I was thrilled when I heard the author was coming to our town to do a little afternoon seminar. Dr. Lupton was fantastic, sharing insights from the book with stories, principles and reflections from decades of urban community development experience. His time was such a gift to us, access to this kind of content is not normal and I'm thankful that some of our Ember people could attend as well.

We were also able to host a smaller group for some debriefing over dinner. This crowd included Ember guides and ProtoGuides, some college kids highly invested in various community projects around their city via Wendy, and the IllumNation folks. Great crowd.

In short, if you are any kind of nonprofit/missional/charity leader, having any influence in that sphere at all, this should be required reading for you.

A subset of my notes are below with some various edits.
Change our outlook on our neighbors. See them as people with resources, image of God, having talents, everyone has something to contribute.
Homebound seniors = crime watch.
They are always looking out the window and on the phone with their friends.

Never do for others what they could do for themselves.
'proof of poverty'
Universal truth - everyone loves to find a bargain. Even poor people.
Fair rate on a desired commodity - the market. God's fabulous gift to us.

Food pantry -> food coop
someone wanted specific kind of food - she became the buyer
someone had to deal with accounting - who pays what, what about if they need credit/borrow
inventory
decisions as an org - what are the rules
peoples talents and giftings start to emerge
community cooking and sharing
someone wanted to start a restaurant -
church staffer connected them to a restauranteur and a grant writer
Tummy and Soul - an outgrowth of the Georgia Street Food Coop
** I absolutely loved this whole story. Beautiful.

Service Projects
people in community initiate
doing planning - community led
supervising
people in the community share about what is happening - evangelism both directions

We are in a key moment in history - time honored practices of charity are now being questioned
When Helping Hurts
Toxic Charity
Dead Aid
now talking about outcomes in ways we have never felt comfortable about before
downturn in charity as we shift

It's bad when you get kicked out of a poor country.
The community must be the first investor.
What the poor need is a connected, compassionate neighbor.
You can't do community development well unless you know people connected to city systems.
The poor are isolated and this perpetuates poverty.
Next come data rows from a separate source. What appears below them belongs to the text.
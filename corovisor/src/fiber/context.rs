//! Raw `ucontext`-based stack switch primitive.
//!
//! This is the one part of the crate that talks directly to the platform's
//! machine-context API rather than to epoll or a socket. It deliberately
//! knows nothing about fiber states, scheduling, or thread-locals — those
//! live in [`super`]; this module only knows how to carve a context out of a
//! stack buffer and swap into/out of it.

use std::io;
use std::os::raw::c_void;

use crate::error::{Error, Result};

/// A single saved machine context plus (optionally) the stack it runs on.
///
/// The "thread-main" context adopts the OS-provided stack and never calls
/// [`RawContext::init`]; every other context is backed by a heap-allocated
/// buffer owned by the `Fiber` that wraps this `RawContext`.
pub(crate) struct RawContext {
    ucontext: Box<libc::ucontext_t>,
}

impl RawContext {
    /// An empty, uninitialized context. Must be filled in with
    /// [`RawContext::init`] (for a fiber with its own stack) before it is
    /// ever used as the `to` side of [`RawContext::swap`].
    ///
    /// The thread-main/bootstrap context is the one exception: it is never
    /// `init`-ed. It only ever appears as the `from` side of `swap`, which
    /// fills it in (via the underlying `swapcontext`'s save side) the first
    /// time the thread yields out of its own stack, so a zeroed context is a
    /// fine starting point.
    pub fn uninit() -> Self {
        RawContext {
            // Safe to zero-initialize: ucontext_t is a plain-old-data
            // struct and `swap`'s save side fills it in before anything
            // ever reads it as a `to` target.
            ucontext: Box::new(unsafe { std::mem::zeroed() }),
        }
    }

    /// Initializes this context to run `entry` on `stack`, with no
    /// `uc_link` (the trampoline is expected to always yield explicitly
    /// rather than return).
    ///
    /// # Safety
    /// `stack` must outlive this context for as long as it may be resumed,
    /// and must not be moved while a context built from it is live.
    pub unsafe fn init(&mut self, stack: &mut [u8], entry: extern "C" fn()) -> Result<()> {
        let rc = libc::getcontext(self.ucontext.as_mut());
        if rc != 0 {
            return Err(Error::Context(io::Error::last_os_error()));
        }
        self.ucontext.uc_stack.ss_sp = stack.as_mut_ptr() as *mut c_void;
        self.ucontext.uc_stack.ss_size = stack.len();
        self.ucontext.uc_stack.ss_flags = 0;
        // No uc_link: if `entry` ever returned instead of yielding, falling
        // off the end of makecontext's trampoline is undefined behavior,
        // same as the original's bare `ucontext_t` usage. `fiber::trampoline`
        // never returns; it always ends in an explicit yield.
        self.ucontext.uc_link = std::ptr::null_mut();
        libc::makecontext(self.ucontext.as_mut(), entry, 0);
        Ok(())
    }

    /// Swaps the machine context: saves the caller's registers into `from`,
    /// restores `to`'s, and transfers control. Returns once some other
    /// `swap` call restores `from` again.
    ///
    /// # Safety
    /// Both contexts must be either the thread-main context or have been
    /// built with [`RawContext::init`] over a stack that is still alive.
    pub unsafe fn swap(from: &mut RawContext, to: &RawContext) {
        let rc = libc::swapcontext(from.ucontext.as_mut(), to.ucontext.as_ref());
        if rc != 0 {
            // Per the data model: context-API failure is unrecoverable.
            panic!(
                "swapcontext failed: {}",
                io::Error::last_os_error()
            );
        }
    }
}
Pastors/church leaders - get out of the one way giving business - church benevolence funds, etc. If you have extra money, start an employment training center.
Church subsidy systems are far less effective than government subsidies.

A rising economic tide raises all the boats.
All social issues can be addressed by connected neighbors.
Nothing more demoralizing for police when they arrest someone and the accused walks because they could not get any witnesses to come to court.
Healthy bodies/communities can isolate disease. Save or expel it.

The most strategic thing churches can do today - develop/preach a theology of the redeployment of the saints.
Does God have an opinion of where you live?
We have to become neighbors.
'Where we buy a house' is a sacred cow.
Spiritual gifts discernment.
Talents abilities calling strategic deployment
** spot on. talents, abilities, calling, vocation.

You cannot serve a community out of poverty.
The one thing that moves a community out of poverty is a job.
People that go on mission trips are people that serve. What we need are people that can create jobs to go on these trips.
The spiritual gift of wealth creation. Never heard a sermon on that.
Business people feel unspiritual because they can only create wealth. They haven't heard the affirmation that God has entrusted them with this.
America is full of entrepreneurs - it is in our DNA.
** He is so right. And the recent stat I read somewhere that 59% of Mils believe they are entrepreneurs.